### Work to be completed:
List all lines of the data that include the string "derive".

*** Material for this task ***

//! Fixed-budget polling with an injectable sleeper.

use std::future::Future;
use std::sync::Arc;
use std::time::Duration;

use async_trait::async_trait;

use crate::config::PollConfig;

/// Suspends between poll attempts. Tests swap in a recording sleeper.
#[async_trait]
pub trait Sleeper: Send + Sync {
    async fn sleep(&self, duration: Duration);
}

/// Real sleeper backed by the tokio timer.
#[derive(Debug, Default, Clone, Copy)]
pub struct TokioSleeper;

#[async_trait]
impl Sleeper for TokioSleeper {
    async fn sleep(&self, duration: Duration) {
        tokio::time::sleep(duration).await;
    }
}

/// What a single probe observed.
#[derive(Debug)]
pub enum Probe<T> {
    Ready(T),
    Pending,
}

/// Final outcome of a poll loop.
#[derive(Debug)]
pub enum Polled<T> {
    Ready { value: T, attempts: u32 },
    Exhausted { attempts: u32 },
}

/// Runs a probe up to `attempts` times with a fixed sleep in between.
#[derive(Clone)]
pub struct Poller {
    attempts: u32,
    interval: Duration,
    sleeper: Arc<dyn Sleeper>,
}

impl Poller {
    pub fn new(config: PollConfig) -> Self {
        Self::with_sleeper(config, Arc::new(TokioSleeper))
    }

    pub fn with_sleeper(config: PollConfig, sleeper: Arc<dyn Sleeper>) -> Self {
        Self {
            attempts: config.attempts.max(1),
            interval: config.interval(),
            sleeper,
        }
    }

    pub fn attempts(&self) -> u32 {
        self.attempts
    }

    pub fn interval(&self) -> Duration {
        self.interval
    }

    /// Probe until it reports ready, errors, or the budget runs out.
    ///
    /// The probe receives the 1-based attempt number. No sleep follows the
    /// final attempt.
    pub async fn poll<T, E, F, Fut>(&self, mut probe: F) -> Result<Polled<T>, E>
    where
        F: FnMut(u32) -> Fut + Send,
        Fut: Future<Output = Result<Probe<T>, E>> + Send,
        T: Send,
    {
        for attempt in 1..=self.attempts {
            if let Probe::Ready(value) = probe(attempt).await? {
                return Ok(Polled::Ready {
                    value,
                    attempts: attempt,
                });
            }
            if attempt < self.attempts {
                self.sleeper.sleep(self.interval).await;
            }
        }
        Ok(Polled::Exhausted {
            attempts: self.attempts,
        })
    }
}

impl std::fmt::Debug for Poller {
    fn fmt(&self, f: &mut std::fmt::Formatter<'_>) -> std::fmt::Result {
        f.debug_struct("Poller")
            .field("attempts", &self.attempts)
            .field("interval", &self.interval)
            .finish()
    }
}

*** End of Material for this task ***

### Task response:
#[derive(Debug, Default, Clone, Copy)]
#[derive(Debug)]
#[derive(Debug)]
#[derive(Clone)]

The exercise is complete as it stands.